Now, draining. I outlined a 100×100 area and built a huge dirt wall around my ocean monument. My goal was to drain everything inside the dirt wall. Yes, the wall took a LOT of dirt. However, there are many other ways to approach making this sea wall boundary. A lot of people make it circular (I kept it square). You can also use glass so that once everything inside is drained, you will get a clear view of the ocean outside on the other side.

Then, I gathered stacks of sand into a shulker from a nearby island. A single shulker of sand was more than enough. You can also use any gravel you have lying around. To drain, start at an edge, and place down a 5×5 sand grid. Place 2-3 grid squares at a time, and keep reusing the sand from drained grid squares! (Break the bottom block of a sand column and instantly place a torch, so that the above sand will fall and break, works even better with lag.)

beacons interior of ocean base

Interior

The interior was the first thing I drained, though I don’t think the order matters. It meant placing sponges in every single corridor and every single room, slowly removing the water. Next, I also mined out the whole interior walls and floors to make one huge and impressive room. This gave me plenty of prismarine blocks for building and decorating with!

Lastly, once both inside and outside of the monument was drained, I added huge windows from blue glass in parts of the temples roof for natural light. Also, BEACONS! I am rich, but hey, this was on a server.

storage system wall of chests

Storage system

While I’m unsure of how I’ll decorate the whole interior, I did make a large storage area, which takes up a whole side wall and uses two rows of double chests (over two stacks of chests!)

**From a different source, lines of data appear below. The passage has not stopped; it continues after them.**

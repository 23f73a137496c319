// ── Controller facade ──
//
// One CVP session: builds the HTTP client from `ControllerConfig`, logs in
// and out, and hosts the assignment and workflow operations implemented in
// `assignment.rs` and `workflow.rs`.

use std::future::Future;

use cvpctl_api::transport::{TlsMode, TransportConfig};
use cvpctl_api::{CvpClient, Device};
use tracing::{debug, warn};

use crate::config::{ControllerConfig, TlsVerification};
use crate::directory::Directory;
use crate::error::CoreError;

/// Entry point for consumers.
///
/// Cheap to clone. Operations take `&self` and keep no state between
/// calls, so distinct devices may be worked on concurrently. Concurrent
/// apply/remove against the *same* device is not safe: the controller's
/// staging is last-writer-wins and the current-set read is unguarded.
#[derive(Debug, Clone)]
pub struct Controller {
    config: ControllerConfig,
    client: CvpClient,
}

impl Controller {
    /// Build a controller. Does NOT log in; call [`connect()`](Self::connect).
    pub fn new(config: ControllerConfig) -> Result<Self, CoreError> {
        let transport = build_transport(&config);
        let client = CvpClient::new(config.url.clone(), &transport)?;
        Ok(Self { config, client })
    }

    pub fn config(&self) -> &ControllerConfig {
        &self.config
    }

    /// The underlying API client.
    pub fn client(&self) -> &CvpClient {
        &self.client
    }

    pub fn directory(&self) -> Directory<'_> {
        Directory::new(&self.client)
    }

    // ── Session lifecycle ────────────────────────────────────────

    /// Log in with the configured credentials, if any.
    pub async fn connect(&self) -> Result<(), CoreError> {
        match self.config.credentials {
            Some(ref creds) => {
                self.client.login(&creds.username, &creds.password).await?;
                debug!(user = %creds.username, "session established");
            }
            None => debug!("no credentials configured, skipping login"),
        }
        Ok(())
    }

    /// Log out. Failures are logged, not returned.
    pub async fn disconnect(&self) {
        if self.config.credentials.is_none() {
            return;
        }
        if let Err(e) = self.client.logout().await {
            warn!(error = %e, "logout failed");
        }
    }

    /// Connect, run `f`, disconnect, and return `f`'s result.
    pub async fn oneshot<F, Fut, T>(config: ControllerConfig, f: F) -> Result<T, CoreError>
    where
        F: FnOnce(Controller) -> Fut,
        Fut: Future<Output = Result<T, CoreError>>,
    {
        let controller = Controller::new(config)?;
        controller.connect().await?;
        let result = f(controller.clone()).await;
        controller.disconnect().await;
        result
    }

    // ── Inventory & configlet passthroughs ───────────────────────

    /// Find a device by hostname or FQDN.
    pub async fn device(&self, name: &str) -> Result<Device, CoreError> {
        Ok(self.client.get_device(name).await?)
    }

    pub async fn list_devices(&self) -> Result<Vec<Device>, CoreError> {
        Ok(self.client.list_devices().await?)
    }

    /// A device's running configuration.
    pub async fn running_config(&self, device_key: &str) -> Result<String, CoreError> {
        Ok(self.client.get_inventory_config(device_key).await?)
    }

    pub async fn add_device(&self, ip_address: &str) -> Result<(), CoreError> {
        Ok(self.client.add_device(ip_address).await?)
    }

    pub async fn add_configlet(&self, name: &str, config: &str) -> Result<(), CoreError> {
        Ok(self.client.add_configlet(name, config).await?)
    }

    /// Validate raw config text against a device.
    pub async fn validate_config(&self, device_key: &str, config: &str) -> Result<(), CoreError> {
        Ok(self.client.validate_config(device_key, config).await?)
    }

    /// Resolve a configlet by name and delete it.
    pub async fn delete_configlet(&self, name: &str) -> Result<(), CoreError> {
        let configlet = self.directory().configlet_by_name(name).await?;
        Ok(self.client.delete_configlet(&configlet).await?)
    }
}

fn build_transport(config: &ControllerConfig) -> TransportConfig {
    TransportConfig {
        tls: tls_to_transport(&config.tls),
        timeout: config.timeout,
        cookie_jar: None,
    }
}

fn tls_to_transport(tls: &TlsVerification) -> TlsMode {
    match tls {
        TlsVerification::SystemDefaults => TlsMode::System,
        TlsVerification::CustomCa(path) => TlsMode::CustomCa(path.clone()),
        TlsVerification::DangerAcceptInvalid => TlsMode::DangerAcceptInvalid,
    }
}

There is potential to make an automatic system, but that’s a bit complex and unnecessary for me right now. My system does however have an interesting labelling system I see not many people use – blocks. Each set of two double chests (one on top of the other) is a seperate category of items. Some are more obviously labelled than others, but it works perfectly to show what’s where at a glance. For example:

  • Chests that hold valuables have a gold block above them.
  • Armor = diamond block. Tools = iron block.
  • Food chests are labelled with a melon block. Farming chests with a pumpkin.
  • Chests that hold blocks are labelled with that block, like cobblestone for stone related blocks.
  • Horse armor and saddles use a wheat block.
  • Items from the End use a purpur block. Items from the nether use wart blocks.

Even more examples:

  • All redstone related items are under a (you guessed it!) redstone block.
  • Potion chests have a brewing stand on top of a trapdoor above them.
  • The chests with random blocks (like bricks, obsidian etc) are labelled with a brick block.
  • Functional blocks like beds, villager job site blocks = bed on trapdoors
  • Also, for armor and tools, I split apart enchanted and non enchanted items, for example:
  • With tools, iron block = enchanted tools. Next to it, a chest with gray wool = unenchanted.